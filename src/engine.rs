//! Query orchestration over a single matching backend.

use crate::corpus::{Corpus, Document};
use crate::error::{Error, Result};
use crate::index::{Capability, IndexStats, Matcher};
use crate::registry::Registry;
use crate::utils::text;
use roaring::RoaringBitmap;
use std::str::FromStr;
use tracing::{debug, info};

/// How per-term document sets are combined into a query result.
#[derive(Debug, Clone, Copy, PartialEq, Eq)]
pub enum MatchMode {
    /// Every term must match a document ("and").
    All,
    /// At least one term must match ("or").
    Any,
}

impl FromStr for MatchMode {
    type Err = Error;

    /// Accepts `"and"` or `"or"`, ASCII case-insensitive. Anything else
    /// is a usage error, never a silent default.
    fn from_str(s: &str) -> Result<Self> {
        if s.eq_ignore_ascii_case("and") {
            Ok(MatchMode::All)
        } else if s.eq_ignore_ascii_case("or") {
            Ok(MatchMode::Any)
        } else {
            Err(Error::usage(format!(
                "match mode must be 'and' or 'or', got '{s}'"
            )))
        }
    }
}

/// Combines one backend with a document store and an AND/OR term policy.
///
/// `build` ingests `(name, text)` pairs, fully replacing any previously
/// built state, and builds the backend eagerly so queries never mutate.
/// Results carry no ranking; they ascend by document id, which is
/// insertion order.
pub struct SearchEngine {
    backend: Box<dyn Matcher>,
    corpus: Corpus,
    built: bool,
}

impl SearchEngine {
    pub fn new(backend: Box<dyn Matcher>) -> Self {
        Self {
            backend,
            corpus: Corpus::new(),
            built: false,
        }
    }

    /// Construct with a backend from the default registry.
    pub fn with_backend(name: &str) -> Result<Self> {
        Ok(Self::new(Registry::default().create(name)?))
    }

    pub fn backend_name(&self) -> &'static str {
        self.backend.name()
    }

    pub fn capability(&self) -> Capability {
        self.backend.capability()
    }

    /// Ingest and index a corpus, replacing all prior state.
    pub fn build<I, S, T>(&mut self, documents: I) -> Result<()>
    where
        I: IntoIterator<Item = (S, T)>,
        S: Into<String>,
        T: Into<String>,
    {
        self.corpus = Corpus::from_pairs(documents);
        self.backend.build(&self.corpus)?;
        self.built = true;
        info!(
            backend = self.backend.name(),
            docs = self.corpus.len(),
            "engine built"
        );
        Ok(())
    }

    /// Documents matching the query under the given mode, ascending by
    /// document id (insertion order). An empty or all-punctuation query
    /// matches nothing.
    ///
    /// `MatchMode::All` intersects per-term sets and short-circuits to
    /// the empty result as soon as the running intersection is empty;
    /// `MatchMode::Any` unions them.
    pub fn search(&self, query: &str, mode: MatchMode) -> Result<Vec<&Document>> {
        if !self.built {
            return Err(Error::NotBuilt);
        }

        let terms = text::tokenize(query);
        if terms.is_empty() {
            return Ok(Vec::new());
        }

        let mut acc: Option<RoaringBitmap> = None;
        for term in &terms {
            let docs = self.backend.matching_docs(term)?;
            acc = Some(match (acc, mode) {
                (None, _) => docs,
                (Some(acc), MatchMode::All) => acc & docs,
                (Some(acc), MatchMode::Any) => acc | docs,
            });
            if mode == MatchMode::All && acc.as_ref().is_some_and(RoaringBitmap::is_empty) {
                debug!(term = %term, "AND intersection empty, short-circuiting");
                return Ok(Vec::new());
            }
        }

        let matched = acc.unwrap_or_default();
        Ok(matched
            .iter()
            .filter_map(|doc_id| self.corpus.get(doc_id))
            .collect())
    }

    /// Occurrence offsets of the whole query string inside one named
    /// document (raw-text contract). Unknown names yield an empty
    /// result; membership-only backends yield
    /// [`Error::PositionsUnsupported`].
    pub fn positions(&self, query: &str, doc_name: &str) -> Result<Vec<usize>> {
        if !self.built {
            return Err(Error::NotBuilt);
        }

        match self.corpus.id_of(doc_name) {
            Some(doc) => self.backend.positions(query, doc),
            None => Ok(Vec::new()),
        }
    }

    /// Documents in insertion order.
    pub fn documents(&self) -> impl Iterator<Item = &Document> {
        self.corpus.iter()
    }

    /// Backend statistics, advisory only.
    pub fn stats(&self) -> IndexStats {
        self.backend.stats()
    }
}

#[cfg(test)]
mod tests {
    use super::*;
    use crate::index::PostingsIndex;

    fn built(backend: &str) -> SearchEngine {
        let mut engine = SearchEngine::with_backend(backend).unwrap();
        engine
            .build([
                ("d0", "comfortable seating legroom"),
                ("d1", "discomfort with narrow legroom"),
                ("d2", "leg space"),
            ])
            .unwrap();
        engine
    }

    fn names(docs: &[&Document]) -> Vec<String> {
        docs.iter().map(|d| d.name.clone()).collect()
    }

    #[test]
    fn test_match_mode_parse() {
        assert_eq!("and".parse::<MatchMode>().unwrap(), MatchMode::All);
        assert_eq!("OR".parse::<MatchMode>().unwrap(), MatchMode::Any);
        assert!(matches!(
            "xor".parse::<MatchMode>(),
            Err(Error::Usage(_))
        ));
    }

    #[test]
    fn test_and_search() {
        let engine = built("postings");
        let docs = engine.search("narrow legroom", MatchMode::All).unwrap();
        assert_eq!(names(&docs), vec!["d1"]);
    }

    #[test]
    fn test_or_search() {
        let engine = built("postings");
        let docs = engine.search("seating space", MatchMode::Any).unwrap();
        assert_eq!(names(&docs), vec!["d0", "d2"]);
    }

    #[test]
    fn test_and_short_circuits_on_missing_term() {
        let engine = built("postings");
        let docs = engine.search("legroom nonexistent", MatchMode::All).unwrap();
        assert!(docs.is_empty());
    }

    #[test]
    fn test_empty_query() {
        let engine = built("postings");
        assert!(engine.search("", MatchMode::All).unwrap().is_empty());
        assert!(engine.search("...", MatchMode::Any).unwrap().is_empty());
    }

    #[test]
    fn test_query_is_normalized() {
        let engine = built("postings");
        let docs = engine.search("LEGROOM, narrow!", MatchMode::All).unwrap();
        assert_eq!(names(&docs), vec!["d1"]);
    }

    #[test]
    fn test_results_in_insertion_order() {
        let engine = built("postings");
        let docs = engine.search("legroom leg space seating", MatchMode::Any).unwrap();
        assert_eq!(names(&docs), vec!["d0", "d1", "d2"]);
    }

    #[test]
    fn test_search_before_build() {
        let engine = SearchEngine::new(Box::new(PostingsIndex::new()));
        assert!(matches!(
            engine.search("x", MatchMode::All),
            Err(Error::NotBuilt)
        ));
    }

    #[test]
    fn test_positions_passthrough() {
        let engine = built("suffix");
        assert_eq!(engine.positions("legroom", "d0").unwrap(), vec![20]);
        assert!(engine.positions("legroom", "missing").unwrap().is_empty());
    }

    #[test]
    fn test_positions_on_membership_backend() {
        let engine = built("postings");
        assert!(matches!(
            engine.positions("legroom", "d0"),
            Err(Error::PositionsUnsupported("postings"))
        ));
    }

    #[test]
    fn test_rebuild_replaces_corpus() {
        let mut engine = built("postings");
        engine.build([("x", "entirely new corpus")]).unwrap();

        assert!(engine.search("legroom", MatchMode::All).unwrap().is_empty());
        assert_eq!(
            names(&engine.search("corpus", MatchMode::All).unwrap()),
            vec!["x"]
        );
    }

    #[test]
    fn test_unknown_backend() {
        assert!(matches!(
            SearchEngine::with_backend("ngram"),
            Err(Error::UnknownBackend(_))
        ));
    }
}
■ ■ ■ ■
- **TASK ITEM**:
Reproduce only what lies between the start of the listing above and the end of the line containing "use crate::utils::text;", keeping every line exact.

- **RESPONSE BELOW**:
filename src/engine.rs
//! Query orchestration over a single matching backend.

use crate::corpus::{Corpus, Document};
use crate::error::{Error, Result};
use crate::index::{Capability, IndexStats, Matcher};
use crate::registry::Registry;
use crate::utils::text;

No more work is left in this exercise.